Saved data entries

---

//! Shortest-path action policy.
//!
//! Given a snapshot of the agent and a goal viewpoint, [`next_action`] picks
//! the discrete command that brings the agent one step closer along the
//! shortest path. The policy keeps no memory between calls: every decision is
//! derived from the snapshot alone, so an unexpected simulator response is
//! corrected on the next call.

use std::f64::consts::{FRAC_PI_2, PI};

use cvdn_views::{ActionCommand, AgentState, ElevationTier, normalize_heading};
use tracing::trace;

use crate::error::NavigationError;
use crate::graph::NavGraph;

/// Half-width of the cone (±30°) the next viewpoint must sit in before moving.
pub const ALIGNMENT_TOLERANCE: f64 = PI / 6.0;

/// Decides the next action toward `goal`.
///
/// Heading misalignment is resolved before elevation misalignment, and the
/// agent only moves once the next viewpoint on the path lies within
/// [`ALIGNMENT_TOLERANCE`] both horizontally and vertically. When that
/// viewpoint is not navigable from the current view, the camera is first
/// levelled and then turned toward its bearing.
///
/// # Errors
/// Returns `NavigationError::NoPath` if the goal cannot be reached from the
/// agent's viewpoint, or `UnknownScan` / `UnknownViewpoint` for identifiers
/// missing from the graph.
pub fn next_action(state: &AgentState, goal: &str, graph: &NavGraph) -> Result<ActionCommand, NavigationError> {
    if state.viewpoint == goal {
        return Ok(ActionCommand::Ignore);
    }

    let path = graph.shortest_path(&state.scan, &state.viewpoint, goal)?;
    let next_viewpoint = path[1];
    let tier = state.tier();

    if let Some(index) = state.location_index(next_viewpoint) {
        let location = &state.navigable_locations[index];
        let action = if location.rel_heading > ALIGNMENT_TOLERANCE {
            ActionCommand::Right
        } else if location.rel_heading < -ALIGNMENT_TOLERANCE {
            ActionCommand::Left
        } else if location.rel_elevation > ALIGNMENT_TOLERANCE && tier < ElevationTier::High {
            ActionCommand::Up
        } else if location.rel_elevation < -ALIGNMENT_TOLERANCE && tier > ElevationTier::Low {
            ActionCommand::Down
        } else {
            ActionCommand::Forward(index)
        };
        trace!(%action, next = next_viewpoint, rel_heading = location.rel_heading, "Next viewpoint in view");
        return Ok(action);
    }

    // Not navigable from this view: level the camera, then turn toward it.
    let action = match tier {
        ElevationTier::Low => ActionCommand::Up,
        ElevationTier::High => ActionCommand::Down,
        ElevationTier::Level => {
            let target = graph.position(&state.scan, next_viewpoint)?;
            let (dx, dy) = (target.x - state.position.x, target.y - state.position.y);
            turn_toward(state.heading, bearing(dx, dy))
        }
    };
    trace!(%action, next = next_viewpoint, "Next viewpoint out of view");
    Ok(action)
}

/// Heading (rad, `[0, 2π)`, clockwise from +y) of a displacement in the x/y plane.
pub fn bearing(dx: f64, dy: f64) -> f64 {
    normalize_heading(FRAC_PI_2 - dy.atan2(dx))
}

/// The turn that shrinks the angular gap from `heading` to `target`.
///
/// A target exactly behind the agent turns left; a target dead ahead turns
/// right.
pub fn turn_toward(heading: f64, target: f64) -> ActionCommand {
    // Clockwise gap in [0, 2π); the lower half is reached faster turning right.
    let gap = normalize_heading(target - heading);
    if gap >= PI {
        ActionCommand::Left
    } else {
        ActionCommand::Right
    }
}

#[cfg(test)]
mod tests {
    use super::*;
    use crate::graph::ScanGraph;
    use cvdn_views::{NavigableLocation, Position, discretize};
    use nalgebra::Vector3;
    use rstest::rstest;
    use std::f64::consts::FRAC_PI_6;

    // A sits at the origin, B one meter north (+y, heading 0), C one meter east of B.
    fn graph() -> NavGraph {
        let mut scan = ScanGraph::new("scan");
        scan.add_node("A", Vector3::new(0.0, 0.0, 0.0));
        scan.add_node("B", Vector3::new(0.0, 1.0, 0.0));
        scan.add_node("C", Vector3::new(1.0, 1.0, 0.0));
        scan.add_edge("A", "B").unwrap();
        scan.add_edge("B", "C").unwrap();
        NavGraph::from_graphs([scan])
    }

    fn state_at_a(heading: f64, elevation: f64, visible: &[(&str, f64, f64)]) -> AgentState {
        let mut navigable_locations = vec![NavigableLocation {
            viewpoint: "A".to_string(),
            rel_heading: 0.0,
            rel_elevation: 0.0,
        }];
        navigable_locations.extend(visible.iter().map(|&(id, h, e)| NavigableLocation {
            viewpoint: id.to_string(),
            rel_heading: h,
            rel_elevation: e,
        }));
        AgentState {
            scan: "scan".to_string(),
            viewpoint: "A".to_string(),
            heading,
            elevation,
            view_index: discretize(heading, elevation),
            step: 0,
            position: Position::new(0.0, 0.0, 0.0),
            navigable_locations,
        }
    }

    #[test]
    fn test_at_goal_is_ignore() {
        let state = state_at_a(0.0, 0.0, &[]);
        assert_eq!(next_action(&state, "A", &graph()).unwrap(), ActionCommand::Ignore);
    }

    #[test]
    fn test_facing_next_viewpoint_moves() {
        let state = state_at_a(0.0, 0.0, &[("B", 0.05, -0.1)]);
        assert_eq!(next_action(&state, "B", &graph()).unwrap(), ActionCommand::Forward(1));
        // Moving targets the first hop, not the goal.
        assert_eq!(next_action(&state, "C", &graph()).unwrap(), ActionCommand::Forward(1));
    }

    #[rstest]
    #[case(0.6, 0.0, ActionCommand::Right)]
    #[case(-0.6, 0.0, ActionCommand::Left)]
    #[case(0.6, 0.9, ActionCommand::Right)]
    #[case(0.0, 0.9, ActionCommand::Up)]
    #[case(0.0, -0.9, ActionCommand::Down)]
    #[case(ALIGNMENT_TOLERANCE, ALIGNMENT_TOLERANCE, ActionCommand::Forward(1))]
    fn test_alignment_order(#[case] rel_heading: f64, #[case] rel_elevation: f64, #[case] expected: ActionCommand) {
        let state = state_at_a(0.0, 0.0, &[("B", rel_heading, rel_elevation)]);
        assert_eq!(next_action(&state, "B", &graph()).unwrap(), expected);
    }

    #[test]
    fn test_tilt_limited_by_tier() {
        // Already looking up: cannot tilt further, so move.
        let state = state_at_a(0.0, FRAC_PI_6, &[("B", 0.0, 0.9)]);
        assert_eq!(next_action(&state, "B", &graph()).unwrap(), ActionCommand::Forward(1));
        let state = state_at_a(0.0, -FRAC_PI_6, &[("B", 0.0, -0.9)]);
        assert_eq!(next_action(&state, "B", &graph()).unwrap(), ActionCommand::Forward(1));
    }

    #[test]
    fn test_out_of_view_levels_camera_first() {
        let state = state_at_a(PI, -FRAC_PI_6, &[]);
        assert_eq!(next_action(&state, "B", &graph()).unwrap(), ActionCommand::Up);
        let state = state_at_a(PI, FRAC_PI_6, &[]);
        assert_eq!(next_action(&state, "B", &graph()).unwrap(), ActionCommand::Down);
    }

    #[rstest]
    #[case(FRAC_PI_2, ActionCommand::Left)]
    #[case(3.0 * FRAC_PI_2, ActionCommand::Right)]
    #[case(5.0 * FRAC_PI_6, ActionCommand::Left)]
    #[case(7.0 * FRAC_PI_6, ActionCommand::Right)]
    fn test_out_of_view_turns_toward_bearing(#[case] heading: f64, #[case] expected: ActionCommand) {
        // B lies at bearing 0 from A.
        let state = state_at_a(heading, 0.0, &[]);
        assert_eq!(next_action(&state, "B", &graph()).unwrap(), expected);
    }

    #[test]
    fn test_bearing_convention() {
        assert!((bearing(0.0, 1.0) - 0.0).abs() < 1e-12);
        assert!((bearing(1.0, 0.0) - FRAC_PI_2).abs() < 1e-12);
        assert!((bearing(0.0, -1.0) - PI).abs() < 1e-12);
        assert!((bearing(-1.0, 0.0) - 3.0 * FRAC_PI_2).abs() < 1e-12);
    }

    #[test]
    fn test_turn_tie_breaks() {
        assert_eq!(turn_toward(0.0, PI), ActionCommand::Left);
        assert_eq!(turn_toward(PI, 0.0), ActionCommand::Left);
        assert_eq!(turn_toward(1.0, 1.0), ActionCommand::Right);
    }

    #[test]
    fn test_disconnected_goal_is_no_path() {
        let mut scan = ScanGraph::new("scan");
        scan.add_node("A", Vector3::zeros());
        scan.add_node("B", Vector3::new(0.0, 1.0, 0.0));
        scan.add_node("Z", Vector3::new(5.0, 5.0, 0.0));
        scan.add_edge("A", "B").unwrap();
        let graph = NavGraph::from_graphs([scan]);
        let state = state_at_a(0.0, 0.0, &[]);
        assert!(matches!(
            next_action(&state, "Z", &graph),
            Err(NavigationError::NoPath { .. })
        ));
    }
}
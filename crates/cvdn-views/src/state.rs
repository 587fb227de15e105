//! Snapshot of the simulated agent, as reported by a simulator after each step.

use alloc::string::String;
use alloc::vec::Vec;
use core::fmt;

#[cfg(feature = "serde")]
use serde::{Deserialize, Serialize};

use crate::{ElevationTier, ViewIndex};

/// A 3‑D position `(x, y, z)` in the scan's world frame (m).
#[cfg_attr(feature = "serde", derive(Serialize, Deserialize))]
#[derive(Debug, Clone, Copy, PartialEq, Default)]
pub struct Position {
    /// World‑frame x position (m).
    pub x: f64,
    /// World‑frame y position (m).
    pub y: f64,
    /// World‑frame z position (m).
    pub z: f64,
}

impl Position {
    /// Construct a new position.
    pub const fn new(x: f64, y: f64, z: f64) -> Self {
        Position { x, y, z }
    }
}

impl fmt::Display for Position {
    fn fmt(&self, f: &mut fmt::Formatter<'_>) -> fmt::Result {
        write!(f, "(x: {:.2}, y: {:.2}, z: {:.2})", self.x, self.y, self.z)
    }
}

/// A viewpoint the agent can reach in one move from its current pose.
#[cfg_attr(feature = "serde", derive(Serialize, Deserialize))]
#[derive(Debug, Clone, PartialEq)]
pub struct NavigableLocation {
    /// Identifier of the viewpoint reached by moving to this location.
    pub viewpoint: String,
    /// Heading of the location relative to the camera heading (rad, `[-π, π)`).
    /// Positive values lie to the right.
    pub rel_heading: f64,
    /// Elevation of the location relative to the camera elevation (rad).
    /// Positive values lie above.
    pub rel_elevation: f64,
}

/// The agent state reported by a simulator.
///
/// Planners only ever read these snapshots; the state changes solely through
/// commands issued back to the simulator.
#[cfg_attr(feature = "serde", derive(Serialize, Deserialize))]
#[derive(Debug, Clone, PartialEq)]
pub struct AgentState {
    /// Scan (building) the agent is in.
    pub scan: String,
    /// Viewpoint the agent stands at.
    pub viewpoint: String,
    /// Camera heading (rad), in `[0, 2π)`, clockwise from the +y axis.
    pub heading: f64,
    /// Camera elevation (rad), positive looking up.
    pub elevation: f64,
    /// Discrete view the camera currently shows.
    pub view_index: ViewIndex,
    /// Number of actions taken since the episode started.
    pub step: usize,
    /// World position of the current viewpoint.
    pub position: Position,
    /// Locations reachable in one move. By simulator convention entry `0` is
    /// the current viewpoint itself.
    pub navigable_locations: Vec<NavigableLocation>,
}

impl AgentState {
    /// The elevation tier of the current view.
    pub fn tier(&self) -> ElevationTier {
        self.view_index.tier()
    }

    /// Index of `viewpoint` among the navigable locations, if it is reachable.
    pub fn location_index(&self, viewpoint: &str) -> Option<usize> {
        self.navigable_locations
            .iter()
            .position(|loc| loc.viewpoint == viewpoint)
    }
}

---

» Exercise directions
Print exactly the lines that run from the line containing "changes solely through" to the end of the data, both ends included.

» Response to this exercise
/// Planners only ever read these snapshots; the state changes solely through
/// commands issued back to the simulator.
#[cfg_attr(feature = "serde", derive(Serialize, Deserialize))]
#[derive(Debug, Clone, PartialEq)]
pub struct AgentState {
    /// Scan (building) the agent is in.
    pub scan: String,
    /// Viewpoint the agent stands at.
    pub viewpoint: String,
    /// Camera heading (rad), in `[0, 2π)`, clockwise from the +y axis.
    pub heading: f64,
    /// Camera elevation (rad), positive looking up.
    pub elevation: f64,
    /// Discrete view the camera currently shows.
    pub view_index: ViewIndex,
    /// Number of actions taken since the episode started.
    pub step: usize,
    /// World position of the current viewpoint.
    pub position: Position,
    /// Locations reachable in one move. By simulator convention entry `0` is
    /// the current viewpoint itself.
    pub navigable_locations: Vec<NavigableLocation>,
}

impl AgentState {
    /// The elevation tier of the current view.
    pub fn tier(&self) -> ElevationTier {
        self.view_index.tier()
    }

    /// Index of `viewpoint` among the navigable locations, if it is reachable.
    pub fn location_index(&self, viewpoint: &str) -> Option<usize> {
        self.navigable_locations
            .iter()
            .position(|loc| loc.viewpoint == viewpoint)
    }
}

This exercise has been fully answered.